Excerpted records:
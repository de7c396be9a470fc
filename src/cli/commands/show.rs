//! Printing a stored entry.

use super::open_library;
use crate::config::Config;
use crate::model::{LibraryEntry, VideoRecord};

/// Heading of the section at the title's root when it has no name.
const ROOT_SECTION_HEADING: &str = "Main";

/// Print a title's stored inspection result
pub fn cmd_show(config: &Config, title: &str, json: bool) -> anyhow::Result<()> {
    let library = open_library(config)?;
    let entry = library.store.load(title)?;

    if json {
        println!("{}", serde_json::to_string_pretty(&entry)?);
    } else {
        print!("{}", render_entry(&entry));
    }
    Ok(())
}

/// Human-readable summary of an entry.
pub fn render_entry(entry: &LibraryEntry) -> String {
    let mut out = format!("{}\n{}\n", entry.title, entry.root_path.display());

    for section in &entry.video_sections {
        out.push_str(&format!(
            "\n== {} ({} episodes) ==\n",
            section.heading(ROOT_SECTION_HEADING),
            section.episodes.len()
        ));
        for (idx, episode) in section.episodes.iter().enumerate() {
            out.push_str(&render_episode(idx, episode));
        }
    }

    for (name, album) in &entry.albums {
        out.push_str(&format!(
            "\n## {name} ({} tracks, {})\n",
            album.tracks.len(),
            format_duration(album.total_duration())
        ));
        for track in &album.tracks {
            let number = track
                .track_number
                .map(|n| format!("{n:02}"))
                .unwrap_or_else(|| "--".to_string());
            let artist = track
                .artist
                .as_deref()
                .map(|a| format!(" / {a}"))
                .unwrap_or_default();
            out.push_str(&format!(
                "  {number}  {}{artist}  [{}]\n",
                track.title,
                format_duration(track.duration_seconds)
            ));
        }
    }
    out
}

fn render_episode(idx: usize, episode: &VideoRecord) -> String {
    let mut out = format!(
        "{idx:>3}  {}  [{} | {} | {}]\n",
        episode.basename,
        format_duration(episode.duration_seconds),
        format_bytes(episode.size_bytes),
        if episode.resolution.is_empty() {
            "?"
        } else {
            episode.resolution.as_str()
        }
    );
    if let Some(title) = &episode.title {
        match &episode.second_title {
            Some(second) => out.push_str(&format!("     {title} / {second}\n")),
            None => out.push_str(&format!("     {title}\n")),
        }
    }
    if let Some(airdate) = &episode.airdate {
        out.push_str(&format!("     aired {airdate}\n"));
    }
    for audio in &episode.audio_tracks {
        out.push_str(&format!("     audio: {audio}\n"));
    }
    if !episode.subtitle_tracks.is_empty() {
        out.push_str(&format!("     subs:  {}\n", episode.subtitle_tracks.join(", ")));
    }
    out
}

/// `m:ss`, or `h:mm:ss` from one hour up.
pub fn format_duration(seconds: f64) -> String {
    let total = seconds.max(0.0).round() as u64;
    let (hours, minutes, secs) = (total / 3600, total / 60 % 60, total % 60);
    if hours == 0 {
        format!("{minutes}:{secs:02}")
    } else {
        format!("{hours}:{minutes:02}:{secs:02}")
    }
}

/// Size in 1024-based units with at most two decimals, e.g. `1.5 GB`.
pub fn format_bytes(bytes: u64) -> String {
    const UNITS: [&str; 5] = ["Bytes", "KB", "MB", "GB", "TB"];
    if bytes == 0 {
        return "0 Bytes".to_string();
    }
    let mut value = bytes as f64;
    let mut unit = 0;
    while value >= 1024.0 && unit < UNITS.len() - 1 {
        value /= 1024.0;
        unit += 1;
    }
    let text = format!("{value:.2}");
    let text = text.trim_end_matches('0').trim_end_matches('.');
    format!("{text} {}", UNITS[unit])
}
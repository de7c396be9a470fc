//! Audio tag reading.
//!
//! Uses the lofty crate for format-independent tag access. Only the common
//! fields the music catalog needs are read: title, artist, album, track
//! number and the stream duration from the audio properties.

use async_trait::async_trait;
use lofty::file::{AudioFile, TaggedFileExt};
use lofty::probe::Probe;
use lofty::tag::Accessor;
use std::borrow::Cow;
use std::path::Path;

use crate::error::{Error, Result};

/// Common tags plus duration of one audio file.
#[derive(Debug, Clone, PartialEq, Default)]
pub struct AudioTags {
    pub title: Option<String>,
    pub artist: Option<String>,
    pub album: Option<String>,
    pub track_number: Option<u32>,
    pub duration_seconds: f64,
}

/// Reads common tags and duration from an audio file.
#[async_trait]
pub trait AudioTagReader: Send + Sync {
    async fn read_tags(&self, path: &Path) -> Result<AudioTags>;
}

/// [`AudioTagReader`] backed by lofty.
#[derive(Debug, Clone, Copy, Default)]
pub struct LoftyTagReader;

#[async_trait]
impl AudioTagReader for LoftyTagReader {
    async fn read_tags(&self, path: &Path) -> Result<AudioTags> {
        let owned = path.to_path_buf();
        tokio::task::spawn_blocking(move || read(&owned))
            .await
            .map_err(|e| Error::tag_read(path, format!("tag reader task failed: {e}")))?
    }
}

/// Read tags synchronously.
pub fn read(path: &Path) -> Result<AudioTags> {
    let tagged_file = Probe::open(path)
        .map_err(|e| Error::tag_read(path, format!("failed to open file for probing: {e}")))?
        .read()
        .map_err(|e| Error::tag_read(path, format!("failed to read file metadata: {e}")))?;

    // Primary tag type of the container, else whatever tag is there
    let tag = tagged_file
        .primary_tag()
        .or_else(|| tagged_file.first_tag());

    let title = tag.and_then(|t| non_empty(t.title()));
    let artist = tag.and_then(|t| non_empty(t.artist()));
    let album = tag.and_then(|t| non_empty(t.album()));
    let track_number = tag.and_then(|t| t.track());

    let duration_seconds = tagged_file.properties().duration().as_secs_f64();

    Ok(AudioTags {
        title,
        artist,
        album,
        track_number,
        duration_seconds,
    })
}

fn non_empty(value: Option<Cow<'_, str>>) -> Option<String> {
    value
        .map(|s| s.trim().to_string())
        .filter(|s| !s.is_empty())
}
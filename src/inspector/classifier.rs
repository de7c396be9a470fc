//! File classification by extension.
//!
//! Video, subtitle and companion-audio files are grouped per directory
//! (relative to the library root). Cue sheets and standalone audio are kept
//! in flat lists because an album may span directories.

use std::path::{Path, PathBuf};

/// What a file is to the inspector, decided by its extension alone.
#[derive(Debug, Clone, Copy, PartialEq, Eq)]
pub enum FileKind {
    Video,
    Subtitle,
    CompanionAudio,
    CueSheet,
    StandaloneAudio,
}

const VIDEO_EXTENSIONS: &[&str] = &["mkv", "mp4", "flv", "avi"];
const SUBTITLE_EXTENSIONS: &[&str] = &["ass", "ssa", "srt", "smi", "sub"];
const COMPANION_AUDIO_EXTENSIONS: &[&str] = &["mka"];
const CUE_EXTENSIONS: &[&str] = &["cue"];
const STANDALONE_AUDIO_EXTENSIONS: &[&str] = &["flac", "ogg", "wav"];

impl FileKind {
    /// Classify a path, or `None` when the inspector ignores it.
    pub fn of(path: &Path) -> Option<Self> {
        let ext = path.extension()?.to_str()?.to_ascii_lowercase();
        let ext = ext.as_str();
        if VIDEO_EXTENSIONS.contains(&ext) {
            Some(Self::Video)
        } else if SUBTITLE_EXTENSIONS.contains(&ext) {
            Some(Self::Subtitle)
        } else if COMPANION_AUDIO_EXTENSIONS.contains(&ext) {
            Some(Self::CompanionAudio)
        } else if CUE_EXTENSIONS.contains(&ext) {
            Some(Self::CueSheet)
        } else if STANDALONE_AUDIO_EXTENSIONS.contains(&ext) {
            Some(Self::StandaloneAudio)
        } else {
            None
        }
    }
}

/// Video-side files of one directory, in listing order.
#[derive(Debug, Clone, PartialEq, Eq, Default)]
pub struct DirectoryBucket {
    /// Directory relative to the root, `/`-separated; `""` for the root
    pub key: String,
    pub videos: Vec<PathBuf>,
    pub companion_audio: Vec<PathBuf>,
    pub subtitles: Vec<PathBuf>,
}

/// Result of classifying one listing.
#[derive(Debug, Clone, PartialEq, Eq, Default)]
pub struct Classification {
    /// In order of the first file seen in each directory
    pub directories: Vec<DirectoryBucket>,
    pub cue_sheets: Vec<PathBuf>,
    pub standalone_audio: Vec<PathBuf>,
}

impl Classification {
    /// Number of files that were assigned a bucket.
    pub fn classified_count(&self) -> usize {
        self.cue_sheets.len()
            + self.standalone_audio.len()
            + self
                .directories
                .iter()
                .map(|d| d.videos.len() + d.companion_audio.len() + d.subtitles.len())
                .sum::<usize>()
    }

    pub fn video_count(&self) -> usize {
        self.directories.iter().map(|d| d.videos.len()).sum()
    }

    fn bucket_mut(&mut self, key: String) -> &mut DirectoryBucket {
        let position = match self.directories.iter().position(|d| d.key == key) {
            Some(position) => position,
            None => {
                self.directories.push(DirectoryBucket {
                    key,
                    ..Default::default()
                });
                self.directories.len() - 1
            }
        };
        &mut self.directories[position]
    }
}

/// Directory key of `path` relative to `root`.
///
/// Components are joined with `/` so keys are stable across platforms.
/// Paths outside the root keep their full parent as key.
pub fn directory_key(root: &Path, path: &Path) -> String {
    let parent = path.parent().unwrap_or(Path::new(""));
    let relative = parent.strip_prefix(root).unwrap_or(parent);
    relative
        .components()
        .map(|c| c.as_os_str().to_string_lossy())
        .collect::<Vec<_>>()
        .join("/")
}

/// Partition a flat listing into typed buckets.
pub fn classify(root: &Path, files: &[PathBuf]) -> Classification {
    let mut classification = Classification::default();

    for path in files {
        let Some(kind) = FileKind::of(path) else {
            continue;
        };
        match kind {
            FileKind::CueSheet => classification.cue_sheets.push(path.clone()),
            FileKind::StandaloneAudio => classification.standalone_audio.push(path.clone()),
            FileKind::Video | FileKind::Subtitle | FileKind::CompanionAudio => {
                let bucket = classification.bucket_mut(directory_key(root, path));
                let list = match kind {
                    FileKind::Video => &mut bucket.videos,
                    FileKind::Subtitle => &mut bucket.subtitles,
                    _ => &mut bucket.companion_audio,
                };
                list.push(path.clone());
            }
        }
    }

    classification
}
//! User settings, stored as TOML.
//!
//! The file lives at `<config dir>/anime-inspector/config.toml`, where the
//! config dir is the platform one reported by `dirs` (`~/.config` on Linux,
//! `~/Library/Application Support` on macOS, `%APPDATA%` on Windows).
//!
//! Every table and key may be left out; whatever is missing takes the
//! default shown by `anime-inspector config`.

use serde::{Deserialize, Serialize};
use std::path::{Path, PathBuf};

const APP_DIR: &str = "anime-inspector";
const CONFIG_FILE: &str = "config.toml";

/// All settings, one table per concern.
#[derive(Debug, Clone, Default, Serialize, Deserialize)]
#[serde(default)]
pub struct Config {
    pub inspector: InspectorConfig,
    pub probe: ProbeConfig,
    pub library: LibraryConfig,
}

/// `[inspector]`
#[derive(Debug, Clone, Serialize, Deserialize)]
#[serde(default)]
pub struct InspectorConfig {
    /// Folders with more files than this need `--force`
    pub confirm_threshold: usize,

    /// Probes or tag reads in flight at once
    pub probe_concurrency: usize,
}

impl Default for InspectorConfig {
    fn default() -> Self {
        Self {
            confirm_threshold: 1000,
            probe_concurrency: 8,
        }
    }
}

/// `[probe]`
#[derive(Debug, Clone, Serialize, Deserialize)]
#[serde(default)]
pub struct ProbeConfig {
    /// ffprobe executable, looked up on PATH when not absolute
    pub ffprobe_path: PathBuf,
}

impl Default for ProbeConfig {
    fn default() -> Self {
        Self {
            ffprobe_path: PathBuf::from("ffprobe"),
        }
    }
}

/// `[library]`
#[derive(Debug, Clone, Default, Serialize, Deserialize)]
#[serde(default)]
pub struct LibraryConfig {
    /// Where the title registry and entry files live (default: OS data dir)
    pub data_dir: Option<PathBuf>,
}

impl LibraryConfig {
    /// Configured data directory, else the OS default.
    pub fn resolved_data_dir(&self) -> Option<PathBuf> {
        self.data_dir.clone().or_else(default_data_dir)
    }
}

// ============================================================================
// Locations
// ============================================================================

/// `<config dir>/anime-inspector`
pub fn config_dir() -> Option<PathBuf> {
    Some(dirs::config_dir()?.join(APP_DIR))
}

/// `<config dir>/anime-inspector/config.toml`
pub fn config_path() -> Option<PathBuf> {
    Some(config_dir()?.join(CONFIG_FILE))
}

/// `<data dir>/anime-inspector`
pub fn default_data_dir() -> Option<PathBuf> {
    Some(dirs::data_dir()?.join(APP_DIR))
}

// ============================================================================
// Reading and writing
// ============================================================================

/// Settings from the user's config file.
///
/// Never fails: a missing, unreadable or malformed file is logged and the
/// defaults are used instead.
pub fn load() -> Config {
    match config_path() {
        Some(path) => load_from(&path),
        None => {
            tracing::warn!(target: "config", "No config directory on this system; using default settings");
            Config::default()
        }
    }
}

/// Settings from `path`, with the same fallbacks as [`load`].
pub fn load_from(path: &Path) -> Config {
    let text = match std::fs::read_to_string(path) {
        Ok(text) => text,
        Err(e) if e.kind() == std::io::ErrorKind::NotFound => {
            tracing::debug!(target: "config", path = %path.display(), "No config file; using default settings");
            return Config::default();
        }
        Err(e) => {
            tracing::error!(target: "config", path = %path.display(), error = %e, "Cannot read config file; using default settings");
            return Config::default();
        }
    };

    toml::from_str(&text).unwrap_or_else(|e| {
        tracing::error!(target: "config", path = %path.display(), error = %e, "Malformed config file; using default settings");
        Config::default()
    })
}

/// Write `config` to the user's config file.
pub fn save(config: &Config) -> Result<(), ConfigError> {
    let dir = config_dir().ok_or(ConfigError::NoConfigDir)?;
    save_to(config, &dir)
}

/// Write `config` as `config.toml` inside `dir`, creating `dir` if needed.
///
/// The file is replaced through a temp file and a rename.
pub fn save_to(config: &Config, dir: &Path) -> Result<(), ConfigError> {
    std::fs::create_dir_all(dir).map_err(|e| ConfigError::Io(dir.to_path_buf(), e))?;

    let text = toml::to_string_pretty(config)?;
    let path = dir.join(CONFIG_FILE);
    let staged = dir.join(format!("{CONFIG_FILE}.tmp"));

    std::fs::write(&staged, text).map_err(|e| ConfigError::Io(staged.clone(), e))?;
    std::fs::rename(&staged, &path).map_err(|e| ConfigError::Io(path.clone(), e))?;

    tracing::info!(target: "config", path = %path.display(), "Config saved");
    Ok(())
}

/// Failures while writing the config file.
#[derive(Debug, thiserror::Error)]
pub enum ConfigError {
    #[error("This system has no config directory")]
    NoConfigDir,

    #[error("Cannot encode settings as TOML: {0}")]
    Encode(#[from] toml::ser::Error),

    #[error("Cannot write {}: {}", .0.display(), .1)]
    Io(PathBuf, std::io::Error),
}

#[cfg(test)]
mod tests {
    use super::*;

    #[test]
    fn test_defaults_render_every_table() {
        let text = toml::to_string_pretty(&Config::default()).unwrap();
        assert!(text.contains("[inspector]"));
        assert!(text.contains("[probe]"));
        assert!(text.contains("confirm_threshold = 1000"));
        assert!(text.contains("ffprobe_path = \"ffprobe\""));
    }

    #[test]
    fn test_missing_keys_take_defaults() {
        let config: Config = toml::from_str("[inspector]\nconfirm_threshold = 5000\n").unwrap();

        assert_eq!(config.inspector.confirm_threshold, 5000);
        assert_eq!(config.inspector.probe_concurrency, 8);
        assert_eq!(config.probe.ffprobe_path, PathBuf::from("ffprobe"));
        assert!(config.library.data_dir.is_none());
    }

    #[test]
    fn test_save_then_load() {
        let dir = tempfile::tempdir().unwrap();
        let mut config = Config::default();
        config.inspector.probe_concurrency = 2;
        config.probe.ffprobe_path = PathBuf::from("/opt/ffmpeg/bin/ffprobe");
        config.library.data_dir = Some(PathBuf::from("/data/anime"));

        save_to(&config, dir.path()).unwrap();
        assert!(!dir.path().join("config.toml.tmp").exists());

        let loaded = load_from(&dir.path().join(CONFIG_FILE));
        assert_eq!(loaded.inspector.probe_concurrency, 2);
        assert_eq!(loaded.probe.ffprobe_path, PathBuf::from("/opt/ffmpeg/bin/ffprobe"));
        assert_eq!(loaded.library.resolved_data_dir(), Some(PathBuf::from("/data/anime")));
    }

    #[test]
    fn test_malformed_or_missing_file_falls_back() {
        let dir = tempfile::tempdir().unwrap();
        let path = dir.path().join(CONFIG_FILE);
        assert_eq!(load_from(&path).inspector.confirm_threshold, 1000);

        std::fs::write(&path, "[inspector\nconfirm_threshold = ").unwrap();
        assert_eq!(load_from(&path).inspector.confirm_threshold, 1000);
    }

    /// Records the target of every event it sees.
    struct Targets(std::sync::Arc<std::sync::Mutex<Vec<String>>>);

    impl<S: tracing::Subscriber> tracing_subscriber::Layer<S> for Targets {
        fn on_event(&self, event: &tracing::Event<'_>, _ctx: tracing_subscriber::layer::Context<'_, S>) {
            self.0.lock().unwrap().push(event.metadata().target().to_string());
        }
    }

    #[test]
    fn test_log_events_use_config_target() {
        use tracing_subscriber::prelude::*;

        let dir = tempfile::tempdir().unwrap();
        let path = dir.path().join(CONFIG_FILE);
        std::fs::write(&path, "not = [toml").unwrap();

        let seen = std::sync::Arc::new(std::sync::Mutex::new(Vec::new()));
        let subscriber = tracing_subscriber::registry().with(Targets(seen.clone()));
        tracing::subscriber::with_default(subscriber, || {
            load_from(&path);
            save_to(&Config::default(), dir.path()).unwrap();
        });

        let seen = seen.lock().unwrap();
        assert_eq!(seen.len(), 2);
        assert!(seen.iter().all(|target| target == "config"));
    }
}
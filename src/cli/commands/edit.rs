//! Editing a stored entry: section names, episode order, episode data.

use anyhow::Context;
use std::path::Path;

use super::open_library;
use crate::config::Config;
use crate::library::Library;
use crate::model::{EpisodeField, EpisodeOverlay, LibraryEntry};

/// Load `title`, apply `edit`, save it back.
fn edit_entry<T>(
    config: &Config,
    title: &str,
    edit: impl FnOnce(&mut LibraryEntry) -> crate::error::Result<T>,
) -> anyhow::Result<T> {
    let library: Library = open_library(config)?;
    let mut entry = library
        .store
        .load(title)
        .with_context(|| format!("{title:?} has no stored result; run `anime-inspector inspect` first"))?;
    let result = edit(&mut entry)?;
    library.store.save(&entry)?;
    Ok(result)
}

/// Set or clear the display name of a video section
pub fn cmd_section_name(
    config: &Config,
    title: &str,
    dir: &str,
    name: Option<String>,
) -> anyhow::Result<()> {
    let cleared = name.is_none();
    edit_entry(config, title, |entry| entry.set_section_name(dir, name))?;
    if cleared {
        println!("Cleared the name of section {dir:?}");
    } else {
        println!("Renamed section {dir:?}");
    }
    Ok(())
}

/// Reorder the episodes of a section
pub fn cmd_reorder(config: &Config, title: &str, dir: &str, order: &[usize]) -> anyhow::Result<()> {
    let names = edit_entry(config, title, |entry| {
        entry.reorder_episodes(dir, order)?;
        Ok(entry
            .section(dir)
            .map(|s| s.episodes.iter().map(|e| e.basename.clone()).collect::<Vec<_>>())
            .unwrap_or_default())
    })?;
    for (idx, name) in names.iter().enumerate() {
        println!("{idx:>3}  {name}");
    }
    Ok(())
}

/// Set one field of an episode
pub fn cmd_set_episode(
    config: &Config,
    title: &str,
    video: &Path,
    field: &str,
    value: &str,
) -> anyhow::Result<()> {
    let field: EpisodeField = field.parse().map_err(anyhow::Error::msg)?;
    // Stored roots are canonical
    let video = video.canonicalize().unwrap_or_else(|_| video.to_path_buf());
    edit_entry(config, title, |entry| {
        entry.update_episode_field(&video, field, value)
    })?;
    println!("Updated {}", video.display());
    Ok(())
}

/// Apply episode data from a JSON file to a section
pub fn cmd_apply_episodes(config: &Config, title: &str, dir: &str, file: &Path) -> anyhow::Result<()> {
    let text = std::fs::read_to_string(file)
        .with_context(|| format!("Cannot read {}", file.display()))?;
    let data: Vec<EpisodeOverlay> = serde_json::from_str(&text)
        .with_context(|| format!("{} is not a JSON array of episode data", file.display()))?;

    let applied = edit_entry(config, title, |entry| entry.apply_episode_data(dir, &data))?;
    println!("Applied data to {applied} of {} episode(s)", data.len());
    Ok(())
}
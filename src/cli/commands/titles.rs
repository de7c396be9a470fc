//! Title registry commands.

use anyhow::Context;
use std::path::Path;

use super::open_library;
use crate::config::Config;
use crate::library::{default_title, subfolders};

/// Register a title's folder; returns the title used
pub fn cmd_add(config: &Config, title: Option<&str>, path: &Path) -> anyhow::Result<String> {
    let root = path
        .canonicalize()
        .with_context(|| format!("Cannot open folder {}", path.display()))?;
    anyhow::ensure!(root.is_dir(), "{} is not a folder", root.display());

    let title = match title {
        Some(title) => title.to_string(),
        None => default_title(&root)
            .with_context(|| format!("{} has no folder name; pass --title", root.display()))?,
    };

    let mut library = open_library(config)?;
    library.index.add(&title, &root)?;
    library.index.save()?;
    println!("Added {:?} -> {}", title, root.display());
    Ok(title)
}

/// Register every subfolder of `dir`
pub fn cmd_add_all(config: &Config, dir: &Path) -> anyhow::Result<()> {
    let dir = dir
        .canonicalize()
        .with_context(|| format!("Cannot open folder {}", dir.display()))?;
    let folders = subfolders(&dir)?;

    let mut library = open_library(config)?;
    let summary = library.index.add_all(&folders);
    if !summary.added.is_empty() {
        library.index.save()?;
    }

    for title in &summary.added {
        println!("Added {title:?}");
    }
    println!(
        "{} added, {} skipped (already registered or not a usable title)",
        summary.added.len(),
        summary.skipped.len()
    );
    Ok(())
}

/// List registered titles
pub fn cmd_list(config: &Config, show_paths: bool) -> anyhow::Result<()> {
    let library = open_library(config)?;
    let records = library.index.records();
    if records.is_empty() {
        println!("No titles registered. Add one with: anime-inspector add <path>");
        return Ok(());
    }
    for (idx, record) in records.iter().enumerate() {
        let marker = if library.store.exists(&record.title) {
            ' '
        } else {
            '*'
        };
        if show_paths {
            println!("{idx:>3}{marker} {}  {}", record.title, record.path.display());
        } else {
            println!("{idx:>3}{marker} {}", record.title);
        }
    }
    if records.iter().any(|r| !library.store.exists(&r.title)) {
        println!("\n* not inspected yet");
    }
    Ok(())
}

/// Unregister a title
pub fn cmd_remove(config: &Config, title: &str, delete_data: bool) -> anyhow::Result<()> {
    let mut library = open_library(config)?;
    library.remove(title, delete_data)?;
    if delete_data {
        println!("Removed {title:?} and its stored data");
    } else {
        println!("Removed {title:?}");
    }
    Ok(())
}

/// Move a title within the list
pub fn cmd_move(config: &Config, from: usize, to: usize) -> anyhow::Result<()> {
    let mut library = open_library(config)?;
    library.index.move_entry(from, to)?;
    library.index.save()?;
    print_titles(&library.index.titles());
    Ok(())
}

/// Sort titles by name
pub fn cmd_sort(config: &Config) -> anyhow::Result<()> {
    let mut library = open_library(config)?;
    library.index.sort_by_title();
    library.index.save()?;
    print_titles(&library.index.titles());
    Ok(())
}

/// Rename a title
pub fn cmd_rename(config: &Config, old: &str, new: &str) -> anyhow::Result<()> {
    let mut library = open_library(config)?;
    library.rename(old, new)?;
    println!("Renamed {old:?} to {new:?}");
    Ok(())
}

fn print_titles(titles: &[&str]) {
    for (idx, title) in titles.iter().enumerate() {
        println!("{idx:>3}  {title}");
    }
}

Exercise aim:
List every line in the records above that contains the word "exists".

Exercise result:
        assert!(!dir.path().join("config.toml.tmp").exists());
        let marker = if library.store.exists(&record.title) {
    if records.iter().any(|r| !library.store.exists(&r.title)) {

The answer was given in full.